Stored data entries —

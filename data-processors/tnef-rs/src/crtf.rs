//! Compressed RTF decompressor
//!
//! Message bodies are stored as [MS-OXRTFCP] streams: a 16 byte header
//! (`compsz`, `rawsz`, magic, crc) followed by either the raw RTF text or an
//! LZ77 variant whose 4096 byte window starts out preloaded with a fixed RTF
//! prologue
use crate::{ParseOptions, TnefError};
use ctxutils::io::*;
#[allow(unused_imports)]
use tracing::{debug, error, info, instrument, warn};

/// Magic of a compressed stream ("LZFu")
pub const MAGIC_COMPRESSED: u32 = 0x75465a4c;
/// Magic of an uncompressed stream ("MELA")
pub const MAGIC_UNCOMPRESSED: u32 = 0x414c454d;
/// Size of the stream header
pub const HEADER_SIZE: usize = 16;

const WINDOW_SIZE: usize = 4096;

static DICT_INIT: &[u8; 207] =
    b"{\\rtf1\\ansi\\mac\\deff0\\deftab720{\\fonttbl;}{\\f0\\fnil \\froman \\fswiss \\fmodern \\fscript \\fdecor MS Sans SerifSymbolArialTimes New RomanCourier{\\colortbl\\red0\\green0\\blue0\r\n\\par \\pard\\plain\\f0\\fs20\\b\\i\\u\\tab\\tx";

/// The sliding window
///
/// Positions are absolute output offsets (prologue included) modulo 4096
struct Dict {
    buf: [u8; WINDOW_SIZE],
    wr: usize,
    rd: usize,
    sz: usize,
    control: u8,
    control_bits: u8,
}

impl Dict {
    /// Returns true if the next token is a back reference
    fn next_token(&mut self, input: &mut &[u8]) -> Result<bool, TnefError> {
        if self.control_bits == 0 {
            self.control = rdu8(input).map_err(|_| truncated())?;
            self.control_bits = 8;
        }
        let res = self.control & 1 != 0;
        self.control >>= 1;
        self.control_bits -= 1;
        Ok(res)
    }

    fn push_byte(&mut self, byte: u8) {
        self.buf[self.wr] = byte;
        self.wr = (self.wr + 1) % WINDOW_SIZE;
        self.sz = (self.sz + 1).min(WINDOW_SIZE);
    }

    /// Positions the read cursor
    ///
    /// A reference to a window slot which was never written is invalid
    fn set_offset(&mut self, off: usize) -> Result<(), TnefError> {
        if self.sz <= off {
            Err(TnefError::corrupted(format!(
                "compressed RTF reference to offset {off} beyond the {} bytes produced",
                self.sz
            )))
        } else {
            self.rd = off;
            Ok(())
        }
    }

    fn pop_byte(&mut self) -> u8 {
        let res = self.buf[self.rd];
        self.push_byte(res);
        self.rd = (self.rd + 1) % WINDOW_SIZE;
        res
    }
}

impl Default for Dict {
    fn default() -> Self {
        let mut buf = [0u8; WINDOW_SIZE];
        buf[0..DICT_INIT.len()].copy_from_slice(DICT_INIT);
        Self {
            buf,
            wr: DICT_INIT.len(),
            rd: 0,
            sz: DICT_INIT.len(),
            control: 0,
            control_bits: 0,
        }
    }
}

fn truncated() -> TnefError {
    TnefError::corrupted("truncated compressed RTF stream")
}

const CRC_LUT: [u32; 256] = {
    let mut lut = [0u32; 256];
    let mut i = 0;
    while i < 256 {
        let mut c = i as u32;
        let mut k = 0;
        while k < 8 {
            c = if c & 1 != 0 { 0xedb88320 ^ (c >> 1) } else { c >> 1 };
            k += 1;
        }
        lut[i] = c;
        i += 1;
    }
    lut
};

/// Computes the [MS-OXRTFCP] crc (no pre or post conditioning)
pub fn crc32(data: &[u8]) -> u32 {
    data.iter()
        .fold(0u32, |crc, b| CRC_LUT[usize::from(crc as u8 ^ *b)] ^ (crc >> 8))
}

/// Runs the LZ77 decoder until exactly `rawsz` bytes are produced
fn inflate(mut input: &[u8], rawsz: usize) -> Result<Vec<u8>, TnefError> {
    let mut dict = Dict::default();
    let mut out: Vec<u8> = Vec::with_capacity(rawsz);
    while out.len() < rawsz {
        if dict.next_token(&mut input)? {
            let dictref = rdu16be(&mut input).map_err(|_| truncated())?;
            let off = usize::from(dictref >> 4);
            let len = usize::from(dictref & 0b1111) + 2;
            if out.len() + len > rawsz {
                return Err(TnefError::corrupted(format!(
                    "compressed RTF reference of {len} bytes overruns the declared size {rawsz}"
                )));
            }
            dict.set_offset(off)?;
            for _ in 0..len {
                out.push(dict.pop_byte());
            }
        } else {
            let lit = rdu8(&mut input).map_err(|_| truncated())?;
            dict.push_byte(lit);
            out.push(lit);
        }
    }
    if !input.is_empty() {
        debug!("{} bytes left in compressed RTF stream", input.len());
    }
    Ok(out)
}

/// Decodes a compressed RTF value buffer
///
/// Returns exactly `rawsz` bytes. The stored crc is only checked for
/// diagnostic purposes.
pub fn decompress(buf: &[u8], opts: &ParseOptions) -> Result<Vec<u8>, TnefError> {
    let header = |off: usize| {
        le32_at(buf, off).ok_or_else(|| TnefError::corrupted("short compressed RTF header"))
    };
    let compsz = header(0)?;
    let rawsz = header(4)?;
    let magic = header(8)?;
    let ref_crc = header(12)?;
    opts.check_alloc("RTF body", u64::from(rawsz))?;
    let rawsz = usize::try_from(rawsz).map_err(|_| truncated())?;
    let payload = &buf[HEADER_SIZE..];

    match magic {
        MAGIC_UNCOMPRESSED => payload.get(..rawsz).map(|s| s.to_vec()).ok_or_else(|| {
            TnefError::corrupted(format!(
                "uncompressed RTF stream holds {} bytes, {rawsz} declared",
                payload.len()
            ))
        }),
        MAGIC_COMPRESSED => {
            if u64::from(compsz) + 4 != buf.len() as u64 {
                debug!(
                    "Compressed RTF size {} does not match the buffer size {}",
                    compsz,
                    buf.len()
                );
            }
            let crc_len = usize::try_from(compsz)
                .unwrap_or(usize::MAX)
                .saturating_sub(HEADER_SIZE - 4)
                .min(payload.len());
            let crc = crc32(&payload[..crc_len]);
            if crc != ref_crc {
                debug!("Compressed RTF crc mismatch (stored {ref_crc:#010x}, computed {crc:#010x})");
            }
            inflate(payload, rawsz)
        }
        other => Err(TnefError::corrupted(format!(
            "invalid compressed RTF magic {other:#010x}"
        ))),
    }
}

WORK REQUIRED — Output each record precisely as written.

WRITTEN SOLUTION —
filename data-processors/tnef-rs/src/crtf.rs
//! Compressed RTF decompressor
//!
//! Message bodies are stored as [MS-OXRTFCP] streams: a 16 byte header
//! (`compsz`, `rawsz`, magic, crc) followed by either the raw RTF text or an
//! LZ77 variant whose 4096 byte window starts out preloaded with a fixed RTF
//! prologue
use crate::{ParseOptions, TnefError};
use ctxutils::io::*;
#[allow(unused_imports)]
use tracing::{debug, error, info, instrument, warn};

/// Magic of a compressed stream ("LZFu")
pub const MAGIC_COMPRESSED: u32 = 0x75465a4c;
/// Magic of an uncompressed stream ("MELA")
pub const MAGIC_UNCOMPRESSED: u32 = 0x414c454d;
/// Size of the stream header
pub const HEADER_SIZE: usize = 16;

const WINDOW_SIZE: usize = 4096;

static DICT_INIT: &[u8; 207] =
    b"{\\rtf1\\ansi\\mac\\deff0\\deftab720{\\fonttbl;}{\\f0\\fnil \\froman \\fswiss \\fmodern \\fscript \\fdecor MS Sans SerifSymbolArialTimes New RomanCourier{\\colortbl\\red0\\green0\\blue0\r\n\\par \\pard\\plain\\f0\\fs20\\b\\i\\u\\tab\\tx";

/// The sliding window
///
/// Positions are absolute output offsets (prologue included) modulo 4096
struct Dict {
    buf: [u8; WINDOW_SIZE],
    wr: usize,
    rd: usize,
    sz: usize,
    control: u8,
    control_bits: u8,
}

impl Dict {
    /// Returns true if the next token is a back reference
    fn next_token(&mut self, input: &mut &[u8]) -> Result<bool, TnefError> {
        if self.control_bits == 0 {
            self.control = rdu8(input).map_err(|_| truncated())?;
            self.control_bits = 8;
        }
        let res = self.control & 1 != 0;
        self.control >>= 1;
        self.control_bits -= 1;
        Ok(res)
    }

    fn push_byte(&mut self, byte: u8) {
        self.buf[self.wr] = byte;
        self.wr = (self.wr + 1) % WINDOW_SIZE;
        self.sz = (self.sz + 1).min(WINDOW_SIZE);
    }

    /// Positions the read cursor
    ///
    /// A reference to a window slot which was never written is invalid
    fn set_offset(&mut self, off: usize) -> Result<(), TnefError> {
        if self.sz <= off {
            Err(TnefError::corrupted(format!(
                "compressed RTF reference to offset {off} beyond the {} bytes produced",
                self.sz
            )))
        } else {
            self.rd = off;
            Ok(())
        }
    }

    fn pop_byte(&mut self) -> u8 {
        let res = self.buf[self.rd];
        self.push_byte(res);
        self.rd = (self.rd + 1) % WINDOW_SIZE;
        res
    }
}

impl Default for Dict {
    fn default() -> Self {
        let mut buf = [0u8; WINDOW_SIZE];
        buf[0..DICT_INIT.len()].copy_from_slice(DICT_INIT);
        Self {
            buf,
            wr: DICT_INIT.len(),
            rd: 0,
            sz: DICT_INIT.len(),
            control: 0,
            control_bits: 0,
        }
    }
}

fn truncated() -> TnefError {
    TnefError::corrupted("truncated compressed RTF stream")
}

const CRC_LUT: [u32; 256] = {
    let mut lut = [0u32; 256];
    let mut i = 0;
    while i < 256 {
        let mut c = i as u32;
        let mut k = 0;
        while k < 8 {
            c = if c & 1 != 0 { 0xedb88320 ^ (c >> 1) } else { c >> 1 };
            k += 1;
        }
        lut[i] = c;
        i += 1;
    }
    lut
};

/// Computes the [MS-OXRTFCP] crc (no pre or post conditioning)
pub fn crc32(data: &[u8]) -> u32 {
    data.iter()
        .fold(0u32, |crc, b| CRC_LUT[usize::from(crc as u8 ^ *b)] ^ (crc >> 8))
}

/// Runs the LZ77 decoder until exactly `rawsz` bytes are produced
fn inflate(mut input: &[u8], rawsz: usize) -> Result<Vec<u8>, TnefError> {
    let mut dict = Dict::default();
    let mut out: Vec<u8> = Vec::with_capacity(rawsz);
    while out.len() < rawsz {
        if dict.next_token(&mut input)? {
            let dictref = rdu16be(&mut input).map_err(|_| truncated())?;
            let off = usize::from(dictref >> 4);
            let len = usize::from(dictref & 0b1111) + 2;
            if out.len() + len > rawsz {
                return Err(TnefError::corrupted(format!(
                    "compressed RTF reference of {len} bytes overruns the declared size {rawsz}"
                )));
            }
            dict.set_offset(off)?;
            for _ in 0..len {
                out.push(dict.pop_byte());
            }
        } else {
            let lit = rdu8(&mut input).map_err(|_| truncated())?;
            dict.push_byte(lit);
            out.push(lit);
        }
    }
    if !input.is_empty() {
        debug!("{} bytes left in compressed RTF stream", input.len());
    }
    Ok(out)
}

/// Decodes a compressed RTF value buffer
///
/// Returns exactly `rawsz` bytes. The stored crc is only checked for
/// diagnostic purposes.
pub fn decompress(buf: &[u8], opts: &ParseOptions) -> Result<Vec<u8>, TnefError> {
    let header = |off: usize| {
        le32_at(buf, off).ok_or_else(|| TnefError::corrupted("short compressed RTF header"))
    };
    let compsz = header(0)?;
    let rawsz = header(4)?;
    let magic = header(8)?;
    let ref_crc = header(12)?;
    opts.check_alloc("RTF body", u64::from(rawsz))?;
    let rawsz = usize::try_from(rawsz).map_err(|_| truncated())?;
    let payload = &buf[HEADER_SIZE..];

    match magic {
        MAGIC_UNCOMPRESSED => payload.get(..rawsz).map(|s| s.to_vec()).ok_or_else(|| {
            TnefError::corrupted(format!(
                "uncompressed RTF stream holds {} bytes, {rawsz} declared",
                payload.len()
            ))
        }),
        MAGIC_COMPRESSED => {
            if u64::from(compsz) + 4 != buf.len() as u64 {
                debug!(
                    "Compressed RTF size {} does not match the buffer size {}",
                    compsz,
                    buf.len()
                );
            }
            let crc_len = usize::try_from(compsz)
                .unwrap_or(usize::MAX)
                .saturating_sub(HEADER_SIZE - 4)
                .min(payload.len());
            let crc = crc32(&payload[..crc_len]);
            if crc != ref_crc {
                debug!("Compressed RTF crc mismatch (stored {ref_crc:#010x}, computed {crc:#010x})");
            }
            inflate(payload, rawsz)
        }
        other => Err(TnefError::corrupted(format!(
            "invalid compressed RTF magic {other:#010x}"
        ))),
    }
}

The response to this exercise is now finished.